Come ben sappiamo, quando un articolato normativo è semplice e chiaro non è detto che si applichi. Figuriamoci se su di un medesimo argomento –peraltro delicato e appoggiato all’angusto crinale che separa il diritto all’accesso e la privacy- convivono testi deliberati in successione ma non sostitutivi. Mentre un cittadino senza potere viene facilmente travolto anche nei suoi dati sensibili (vedi la televisione del dolore, ad esempio), l’apparato pubblico è in molti casi autoreferenziale e generalmente si difende. La prova provata sta nel comma 3 dell’articolo 24 della 241/90, non abrogato, che recita “non sono ammissibili istanze di accesso preordinate ad un controllo generalizzato dell’operato delle pubbliche amministrazioni”. Malgrado l’insistente e tenace campagna promossa dal sito “Foia.it” e dall’associazione “Iniziativa per l’adozione in Italia del Foia”, se vi è stato indubbiamente qualche passo avanti, il nocciolo duro della questione non è stato intaccato davvero. Le citate “Linee guida” introducono spazi interpretativi interessanti, ma purtroppo condizionati dalla fonte principale. Per fare due casi di scuola. Non sono stati possibili gli accessi agli atti tesi a conoscere i motivi dell’incresciosa scelta di coprire le parti intime delle statue del Campidoglio in occasione della visita del presidente iraniano Rohani; e neppure si è potuto leggere per lungo tempo la spending review dell’ex commissario Cottarelli.

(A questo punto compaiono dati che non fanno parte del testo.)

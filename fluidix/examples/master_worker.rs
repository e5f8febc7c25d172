//! Example: a master dispatching compute batches to two workers.
//!
//! This example demonstrates in particular:
//!
//! * assembling a platform over several resource models,
//! * reacting to completion notifications to chain activities,
//! * fair sharing of a common uplink between concurrent transfers.
//!
//! ```text
//!                        ┌────────┐   nic-0   ┌──────────┐
//!             uplink ┌──►│ link   ├──────────►│ worker-0 │
//! ┌────────┐         │   └────────┘           └──────────┘
//! │ master ├─────────┤
//! └────────┘         │   ┌────────┐   nic-1   ┌──────────┐
//!                    └──►│ link   ├──────────►│ worker-1 │
//!                        └────────┘           └──────────┘
//! ```
//!
//! Each worker receives its input batch over the shared uplink, computes it,
//! then asks for the next one until every batch is processed.

use std::collections::HashMap;

use fluidix::action::ActionState;
use fluidix::model::cpu::CpuModel;
use fluidix::model::network::{NetworkConfig, NetworkModel};
use fluidix::simulation::Simulation;
use fluidix::solver::SharingPolicy;
use fluidix::time::MonotonicTime;

/// Size of one input batch [bytes].
const BATCH_BYTES: f64 = 1e6;
/// Work needed to process one batch [flops].
const BATCH_FLOPS: f64 = 2e9;
/// Number of batches sent to each worker.
const BATCHES_PER_WORKER: usize = 3;

fn main() {
    tracing_subscriber::fmt::init();

    let mut cpus = CpuModel::new();
    let mut net = NetworkModel::new(NetworkConfig::default());

    // 1 Gbps uplink shared by both workers, 100 µs of latency.
    let uplink = net.add_link("uplink", 1.25e8, 1e-4, SharingPolicy::Shared);
    let master = net.add_endpoint("master");

    let mut workers = Vec::new();
    for i in 0..2 {
        let host = cpus.add_host(format!("worker-{}", i), 1e9);
        let nic = net.add_link(format!("nic-{}", i), 1.25e8, 5e-5, SharingPolicy::Shared);
        let endpoint = net.add_endpoint(format!("worker-{}", i));
        net.add_route(master, endpoint, &[uplink, nic]);
        workers.push((host, endpoint));
    }

    let t0 = MonotonicTime::EPOCH;
    let mut simu = Simulation::new(t0);
    let cpus = simu.add_model(cpus);
    let net = simu.add_model(net);

    // Send the first batch to every worker.
    let mut transfers = HashMap::new();
    let mut computes = HashMap::new();
    let mut sent = vec![1usize; workers.len()];
    let mut done = vec![0usize; workers.len()];
    for (worker, &(_, endpoint)) in workers.iter().enumerate() {
        let transfer = simu
            .model_mut(net)
            .transfer(master, endpoint, BATCH_BYTES)
            .unwrap();
        transfers.insert(transfer, worker);
    }

    // Drive the simulation, chaining activities as completions come in,
    // until nothing is left to wait for.
    loop {
        let arrived: Vec<_> = simu.model_mut(net).completions().collect();
        for completion in arrived {
            let worker = transfers.remove(&completion.action).unwrap();
            if completion.state != ActionState::Done {
                println!("batch lost on its way to worker-{}", worker);
                continue;
            }
            // The batch has arrived: compute it.
            let compute = simu.model_mut(cpus).execute(workers[worker].0, BATCH_FLOPS);
            computes.insert(compute, worker);
        }

        let processed: Vec<_> = simu.model_mut(cpus).completions().collect();
        for completion in processed {
            let worker = computes.remove(&completion.action).unwrap();
            done[worker] += 1;
            println!(
                "worker-{} processed batch {}/{}",
                worker, done[worker], BATCHES_PER_WORKER
            );
            // Feed the worker its next batch, if any.
            if sent[worker] < BATCHES_PER_WORKER {
                sent[worker] += 1;
                let transfer = simu
                    .model_mut(net)
                    .transfer(master, workers[worker].1, BATCH_BYTES)
                    .unwrap();
                transfers.insert(transfer, worker);
            }
        }

        if simu.step().is_none() {
            break;
        }
    }

    let total: usize = done.iter().sum();
    println!(
        "all {} batches processed, simulation ends at {:?}",
        total,
        simu.time()
    );
}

Insomma, l’apparente ribaltamento della vecchia logica del dovere di motivazione e dell’interesse legittimo, con la formale scelta dell’accesso generalizzato, si è arenato in un impressionante sistema di eccezioni. E pensate in quale inferno è costretto a calarsi colui che intende avvalersi della sua “cittadinanza”, mentre lo stesso soggetto è quotidianamente immerso in un mondo di sorveglianza capillare ed occhiuta. Senza parlare delle deviazioni criminali del controllo. Quindi, la relazione tra stato e società non rompe il vincolo della sudditanza, rimanendo impari e asimmetrica. Nell’ambiente informatico il problema si accentua, vista la pervasiva intrusione delle tecniche nella vita reale, a fronte del muro cartaceo opposto dagli apparati pubblici cresciuto nell’era digitale. Un movimento c’è. Va ricordata, tra l’altro, la strenua battaglia per la trasparenza condotta dai radicali e dal compianto Marco Pannella, apripista di una lotta contro gli “spiriti animali” del Potere. Lotta abbracciata dalle associazioni mobilitatesi da tempo. Per ora si continua a parlare di un’ipotesi futuribile, malgrado le rassicurazioni della ministra Madia.
Comunque, la legislatura non è finita e, se vi fosse la volontà, una revisione sarebbe praticabile, per entrare nell’evo moderno e rendere credibili le varie Agende digitali o le promesse sulla banda larga. Altrimenti parole rischiose.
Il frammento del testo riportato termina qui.